A constant thread running throughout is the seamless documentation of adolescence; a subject matter that has appeared widely in her portfolio and now, most poignantly, amongst her new title How to Dance the Waltz – a photo book published by Damiani and featuring an introduction written by Joseph Akel. “Many of my subjects are adolescents, boys and girls in different ages between innocence and experience, between purity and awareness,” she says. “I think this age and their stories represent with most clarity the theme that interests me the most, which is the twilight zone between reality and fantasy.”
This theme becomes forthwith in How to Dance the Waltz, a project that’s been several years in the making. Having travelled from Ukraine to Spain, Michal sought to capture the profound connection between adolescence and uniforms in these lands. For starters, a uniform is, by definition, the clothing worn by members of an organisation or activity. So to look at this from a youth-centric mindset, this more than raises a few questions for Michal. “The outfits or uniforms they wear are connected to an element which interests me, and is the component of ‘performance’,” she adds. “Especially youth in uniform, who are expected to perform a certain role society has created – usually a role that is designed for a more mature age.”
“That was the case when I shot in military boarding schools for teenagers, in circuses or in schools for matadors,” she continues. “These young boys and girls are trained to perform a role, a role of preserving an old conservative practice; and they do so with rituals and costumes. This tension between traditional and modern interested me too.”

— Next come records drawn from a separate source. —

//! The grow protocol: three operations over a "monkey" (a materialized
//! context decoded from chunk bytes) and its backing filer.
//!
//! - `acquire` is the optimistic check: `None` means the current capacity
//!   accommodates the pending operation, `Some(hint)` names the capacity a
//!   replacement chunk needs.
//! - `grow_and_acquire` copies every live entry from the old chunk into the
//!   freshly allocated one. If the new capacity still falls short the
//!   policy that produced the hint is defective, and the protocol fails
//!   loudly rather than retrying.
//! - `release` undoes the bookkeeping of whichever acquire succeeded.
//!
//! Callers hold the affected slot's write guard across the whole sequence
//! and touch the old chunk before the new one; see the module docs in
//! [`crate::tx`].

use std::sync::atomic::{AtomicU32, Ordering};

use eyre::{ensure, Result};

use crate::map::{self, MapContext};
use crate::skiplist::{self, KeyComparator, SkipListMapContext};
use crate::storage::Filer;

/// Decode a context ("monkey") from an existing chunk.
pub trait OpenFiler<M>: Send + Sync {
    fn open(&self, filer: &Filer) -> Result<M>;
}

/// Size and initialize a fresh chunk for a given capacity hint.
pub trait CreateFiler<M>: Send + Sync {
    /// Payload bytes a chunk needs to hold `hint` units.
    fn required_size(&self, hint: u64) -> u64;

    fn create(&self, hint: u64, filer: &Filer) -> Result<M>;
}

/// The grow policy for one family of chunks.
pub trait GrowFiler<M>: Send + Sync {
    /// `None` when the current chunk fits; otherwise the capacity hint for
    /// the replacement.
    fn acquire(&self, monkey: &M, filer: &Filer) -> Result<Option<u64>>;

    fn grow_and_acquire(
        &self,
        current: &M,
        current_filer: &Filer,
        new: &mut M,
        new_filer: &Filer,
    ) -> Result<()>;

    fn release(&self, _monkey: &M) {}
}

// ---------------------------------------------------------------------
// Raw chunks (no interior structure)
// ---------------------------------------------------------------------

/// Opener for chunks with no decoded context.
pub struct NoOpOpenFiler;

impl OpenFiler<()> for NoOpOpenFiler {
    fn open(&self, _filer: &Filer) -> Result<()> {
        Ok(())
    }
}

/// Creator for raw byte chunks: the hint is the payload size itself.
pub struct RawFilerCreator;

impl CreateFiler<()> for RawFilerCreator {
    fn required_size(&self, hint: u64) -> u64 {
        hint
    }

    fn create(&self, _hint: u64, _filer: &Filer) -> Result<()> {
        Ok(())
    }
}

/// Grow-to-fit for raw chunks: when the current payload is shorter than the
/// requested size, the replacement carries the old bytes verbatim.
pub struct OverwriteGrower {
    size_hint: u64,
}

impl OverwriteGrower {
    pub fn new(size_hint: u64) -> Self {
        Self { size_hint }
    }
}

impl GrowFiler<()> for OverwriteGrower {
    fn acquire(&self, _monkey: &(), filer: &Filer) -> Result<Option<u64>> {
        if filer.length() < self.size_hint {
            Ok(Some(self.size_hint))
        } else {
            Ok(None)
        }
    }

    fn grow_and_acquire(
        &self,
        _current: &(),
        current_filer: &Filer,
        _new: &mut (),
        new_filer: &Filer,
    ) -> Result<()> {
        ensure!(
            new_filer.length() >= self.size_hint,
            "grown chunk of {} bytes still cannot hold {} bytes: sizing policy is defective",
            new_filer.length(),
            self.size_hint
        );

        let mut buf = [0u8; 4096];
        let mut offset = 0u64;
        let len = current_filer.length();
        while offset < len {
            let n = (len - offset).min(buf.len() as u64) as usize;
            current_filer.read_at(offset, &mut buf[..n])?;
            new_filer.write_at(offset, &buf[..n])?;
            offset += n as u64;
        }
        Ok(())
    }
}

// ---------------------------------------------------------------------
// Open-addressing map chunks
// ---------------------------------------------------------------------

pub struct MapOpener;

impl OpenFiler<MapContext> for MapOpener {
    fn open(&self, filer: &Filer) -> Result<MapContext> {
        map::store::open(filer)
    }
}

/// Creator for map chunks; the hint is the slot capacity.
pub struct MapIndexCreator {
    pub key_size: u32,
    pub variable_key: bool,
    pub payload_size: u32,
    pub variable_payload: bool,
}

impl CreateFiler<MapContext> for MapIndexCreator {
    fn required_size(&self, hint: u64) -> u64 {
        map::store::compute_filer_size(
            hint as u32,
            self.key_size,
            self.variable_key,
            self.payload_size,
            self.variable_payload,
        )
    }

    fn create(&self, hint: u64, filer: &Filer) -> Result<MapContext> {
        map::store::create(
            filer,
            hint as u32,
            self.key_size,
            self.variable_key,
            self.payload_size,
            self.variable_payload,
        )
    }
}

/// "Always room for N more keys": a reservation counter tracks how many
/// slots concurrent holders have spoken for, and the hint doubles the
/// capacity until the reservation fits.
pub struct MapGrower {
    room_for: u32,
    reserved: AtomicU32,
}

impl MapGrower {
    pub fn new(room_for: u32) -> Self {
        Self {
            room_for,
            reserved: AtomicU32::new(0),
        }
    }
}

impl GrowFiler<MapContext> for MapGrower {
    fn acquire(&self, monkey: &MapContext, _filer: &Filer) -> Result<Option<u64>> {
        let reserved = self.reserved.load(Ordering::Acquire);
        if monkey.count() + reserved + self.room_for <= monkey.capacity {
            self.reserved.fetch_add(self.room_for, Ordering::AcqRel);
            return Ok(None);
        }
        let mut target = map::store::next_grow_size(monkey).max(1);
        while target < monkey.count() + reserved + self.room_for {
            target = target.saturating_mul(2);
        }
        Ok(Some(target as u64))
    }

    fn grow_and_acquire(
        &self,
        current: &MapContext,
        current_filer: &Filer,
        new: &mut MapContext,
        new_filer: &Filer,
    ) -> Result<()> {
        ensure!(
            current.count() + self.room_for <= new.capacity,
            "grown map of {} slots still cannot hold {} live keys plus {} reserved: sizing policy is defective",
            new.capacity,
            current.count(),
            self.room_for
        );
        map::store::copy_to(current_filer, current, new_filer, new, None)?;
        self.reserved.fetch_add(self.room_for, Ordering::AcqRel);
        Ok(())
    }

    fn release(&self, _monkey: &MapContext) {
        self.reserved.fetch_sub(self.room_for, Ordering::AcqRel);
    }
}

// ---------------------------------------------------------------------
// Skip-list chunks
// ---------------------------------------------------------------------

pub struct SkipListOpener {
    pub head_key: Vec<u8>,
    pub comparator: KeyComparator,
}

impl OpenFiler<SkipListMapContext> for SkipListOpener {
    fn open(&self, filer: &Filer) -> Result<SkipListMapContext> {
        skiplist::store::open(filer, &self.head_key, self.comparator)
    }
}

/// Creator for skip-list chunks; the hint is the user key capacity
/// (sentinel slots excluded).
pub struct SkipListIndexCreator {
    pub key_size: u32,
    pub variable_key: bool,
    pub payload_size: u32,
    pub head_key: Vec<u8>,
    pub comparator: KeyComparator,
}

impl CreateFiler<SkipListMapContext> for SkipListIndexCreator {
    fn required_size(&self, hint: u64) -> u64 {
        skiplist::store::compute_filer_size(
            hint as u32,
            self.key_size,
            self.variable_key,
            self.payload_size,
        )
    }

    fn create(&self, hint: u64, filer: &Filer) -> Result<SkipListMapContext> {
        skiplist::store::create(
            filer,
            hint as u32,
            &self.head_key,
            self.key_size,
            self.variable_key,
            self.payload_size,
            self.comparator,
        )
    }
}

/// The skip-list twin of [`MapGrower`]; capacities are counted in user keys.
pub struct SkipListGrower {
    room_for: u32,
    reserved: AtomicU32,
}

impl SkipListGrower {
    pub fn new(room_for: u32) -> Self {
        Self {
            room_for,
            reserved: AtomicU32::new(0),
        }
    }
}

impl GrowFiler<SkipListMapContext> for SkipListGrower {
    fn acquire(&self, monkey: &SkipListMapContext, _filer: &Filer) -> Result<Option<u64>> {
        let reserved = self.reserved.load(Ordering::Acquire);
        if monkey.map.count() + reserved + self.room_for <= monkey.map.capacity {
            self.reserved.fetch_add(self.room_for, Ordering::AcqRel);
            return Ok(None);
        }
        let mut target = skiplist::store::next_grow_size(monkey).max(1);
        while target + 2 < monkey.map.count() + reserved + self.room_for {
            target = target.saturating_mul(2);
        }
        Ok(Some(target as u64))
    }

    fn grow_and_acquire(
        &self,
        current: &SkipListMapContext,
        current_filer: &Filer,
        new: &mut SkipListMapContext,
        new_filer: &Filer,
    ) -> Result<()> {
        ensure!(
            current.map.count() + self.room_for <= new.map.capacity,
            "grown skip list of {} slots still cannot hold {} live keys plus {} reserved: sizing policy is defective",
            new.map.capacity,
            current.map.count(),
            self.room_for
        );
        skiplist::store::copy_to(current_filer, current, new_filer, new)?;
        self.reserved.fetch_add(self.room_for, Ordering::AcqRel);
        Ok(())
    }

    fn release(&self, _monkey: &SkipListMapContext) {
        self.reserved.fetch_sub(self.room_for, Ordering::AcqRel);
    }
}

#[cfg(test)]
mod tests {
    use super::*;
    use crate::map::MODE_FILLED;
    use crate::storage::{ByteRegion, ChunkStore};

    #[test]
    fn overwrite_grower_acquires_only_when_short() {
        let store = ChunkStore::create(ByteRegion::heap(0)).unwrap();
        let fp = store.new_chunk(64).unwrap();
        let filer = store.filer(fp).unwrap();

        let fits = OverwriteGrower::new(32);
        assert!(fits.acquire(&(), &filer).unwrap().is_none());

        let short = OverwriteGrower::new(4096);
        assert_eq!(short.acquire(&(), &filer).unwrap(), Some(4096));
    }

    #[test]
    fn overwrite_grower_copies_old_bytes_forward() {
        let store = ChunkStore::create(ByteRegion::heap(0)).unwrap();
        let old_fp = store.new_chunk(64).unwrap();
        let old = store.filer(old_fp).unwrap();
        old.write_at(0, b"carried forward").unwrap();

        let grower = OverwriteGrower::new(1024);
        let new_fp = store.new_chunk(1024).unwrap();
        let new = store.filer(new_fp).unwrap();
        grower.grow_and_acquire(&(), &old, &mut (), &new).unwrap();

        let mut buf = [0u8; 15];
        new.read_at(0, &mut buf).unwrap();
        assert_eq!(&buf, b"carried forward");
    }

    #[test]
    fn map_grower_reserves_and_releases() {
        let store = ChunkStore::create(ByteRegion::heap(0)).unwrap();
        let creator = MapIndexCreator {
            key_size: 4,
            variable_key: false,
            payload_size: 8,
            variable_payload: false,
        };
        let fp = store.new_chunk(creator.required_size(4)).unwrap();
        let filer = store.filer(fp).unwrap();
        let ctx = creator.create(4, &filer).unwrap();

        let grower = MapGrower::new(1);
        assert!(grower.acquire(&ctx, &filer).unwrap().is_none());
        assert_eq!(grower.reserved.load(Ordering::Acquire), 1);
        grower.release(&ctx);
        assert_eq!(grower.reserved.load(Ordering::Acquire), 0);
    }

    #[test]
    fn map_grower_hints_a_doubling_when_full() {
        let store = ChunkStore::create(ByteRegion::heap(0)).unwrap();
        let creator = MapIndexCreator {
            key_size: 4,
            variable_key: false,
            payload_size: 8,
            variable_payload: false,
        };
        let fp = store.new_chunk(creator.required_size(2)).unwrap();
        let filer = store.filer(fp).unwrap();
        let mut ctx = creator.create(2, &filer).unwrap();

        map::store::add(&filer, &mut ctx, MODE_FILLED, b"aaaa", &0u64.to_le_bytes()).unwrap();
        map::store::add(&filer, &mut ctx, MODE_FILLED, b"bbbb", &0u64.to_le_bytes()).unwrap();

        let grower = MapGrower::new(1);
        assert_eq!(grower.acquire(&ctx, &filer).unwrap(), Some(4));
    }

    #[test]
    fn map_grower_rejects_an_insufficient_replacement() {
        let store = ChunkStore::create(ByteRegion::heap(0)).unwrap();
        let creator = MapIndexCreator {
            key_size: 4,
            variable_key: false,
            payload_size: 8,
            variable_payload: false,
        };

        let old_fp = store.new_chunk(creator.required_size(4)).unwrap();
        let old_filer = store.filer(old_fp).unwrap();
        let mut old = creator.create(4, &old_filer).unwrap();
        for k in [b"aaaa", b"bbbb", b"cccc", b"dddd"] {
            map::store::add(&old_filer, &mut old, MODE_FILLED, k, &0u64.to_le_bytes()).unwrap();
        }

        // A replacement no bigger than the live set plus headroom must fail.
        let new_fp = store.new_chunk(creator.required_size(4)).unwrap();
        let new_filer = store.filer(new_fp).unwrap();
        let mut new = creator.create(4, &new_filer).unwrap();

        let grower = MapGrower::new(1);
        let err = grower
            .grow_and_acquire(&old, &old_filer, &mut new, &new_filer)
            .unwrap_err();
        assert!(err.to_string().contains("sizing policy is defective"));
    }
}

While compiling the imagery, Michal had visited numerous schools and boarding schools – some with over 500 children in attendance. She’d cast her subjects by looking “between odd and ordinary”, and thus noticing the disparate and highly comparable attire found amongst the pupils. For example, in one of the military boarding schools, the girls were dressed in “beautiful dresses” while the boys were in uniforms, “like warriors”. It’s hard to deny the stereotypes here, and the ideals put forth on how each gender should perform on either end of the binary. What’s also interesting, is that they all had to take part in ball room dancing lessons, which was the key inspiration behind the book’s title, aptly named How to Dance the Waltz.
Michal’s latest body of work provokes many questions around the topic of childhood, and more specifically gender. If you think back to the 19th century, a child was expected to work and education was far from a necessity. Not only this, but boys were expected to be boys, and girls to be girls – there were strict gender roles to fulfil. Within How to Dance the Waltz, this notion has in some ways been resurrected, whereby kids are dressed in various iterations of uniforms, theatrically adhering to their assigned gender and societal expectations. Often, they’re responding with blank expressions, direct gazes and sturdy postures. Is this what adulthood really looks like?
“I think kids grow really fast these days,” Michal concludes. “Childhood ends sooner than before. Having to wear uniforms and play traditional and mature roles only helps this.”